(Data to examine Opens)
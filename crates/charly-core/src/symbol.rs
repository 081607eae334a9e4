//! Symbol interning
//!
//! A symbol is the CRC-32 of the canonical string rendering of a value,
//! widened into the 48-bit payload of a NaN-boxed symbol. The hash function
//! is pure and stable across runs, so no shared interning table is needed to
//! create symbols; the [`SymbolTable`] exists only to recover human-readable
//! names for diagnostics and stack traces.

use crate::value::Value;
use rustc_hash::FxHashMap;

/// Hash a name into its 48-bit symbol payload
#[inline]
pub fn symbol_hash(name: &str) -> u64 {
    crc32fast::hash(name.as_bytes()) as u64
}

/// Create a symbol value from a name
#[inline]
pub fn symbol_value(name: &str) -> Value {
    Value::symbol(symbol_hash(name))
}

/// Reverse mapping from symbol payloads to the names that produced them
///
/// Purely diagnostic; lookups that miss fall back to printing the raw hash.
#[derive(Debug, Default)]
pub struct SymbolTable {
    names: FxHashMap<u64, String>,
}

impl SymbolTable {
    /// Create an empty table
    pub fn new() -> Self {
        Self::default()
    }

    /// Register a name and return its symbol value
    pub fn intern(&mut self, name: &str) -> Value {
        let hash = symbol_hash(name);
        self.names.entry(hash).or_insert_with(|| name.to_string());
        Value::symbol(hash)
    }

    /// Register a name behind a precomputed hash (from a compiled block)
    pub fn register(&mut self, hash: u64, name: &str) {
        self.names.entry(hash).or_insert_with(|| name.to_string());
    }

    /// Look up the name behind a symbol payload
    pub fn name(&self, hash: u64) -> Option<&str> {
        self.names.get(&hash).map(String::as_str)
    }

    /// Render a symbol for diagnostics, falling back to the raw hash
    pub fn describe(&self, hash: u64) -> String {
        match self.name(hash) {
            Some(name) => name.to_string(),
            None => format!("<sym:{:#x}>", hash),
        }
    }
}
(Data to examine Closes)
Task item: Whenever the word "SymbolTable" appears in a line of the listing, report that line.

Response:
//! create symbols; the [`SymbolTable`] exists only to recover human-readable
pub struct SymbolTable {
impl SymbolTable {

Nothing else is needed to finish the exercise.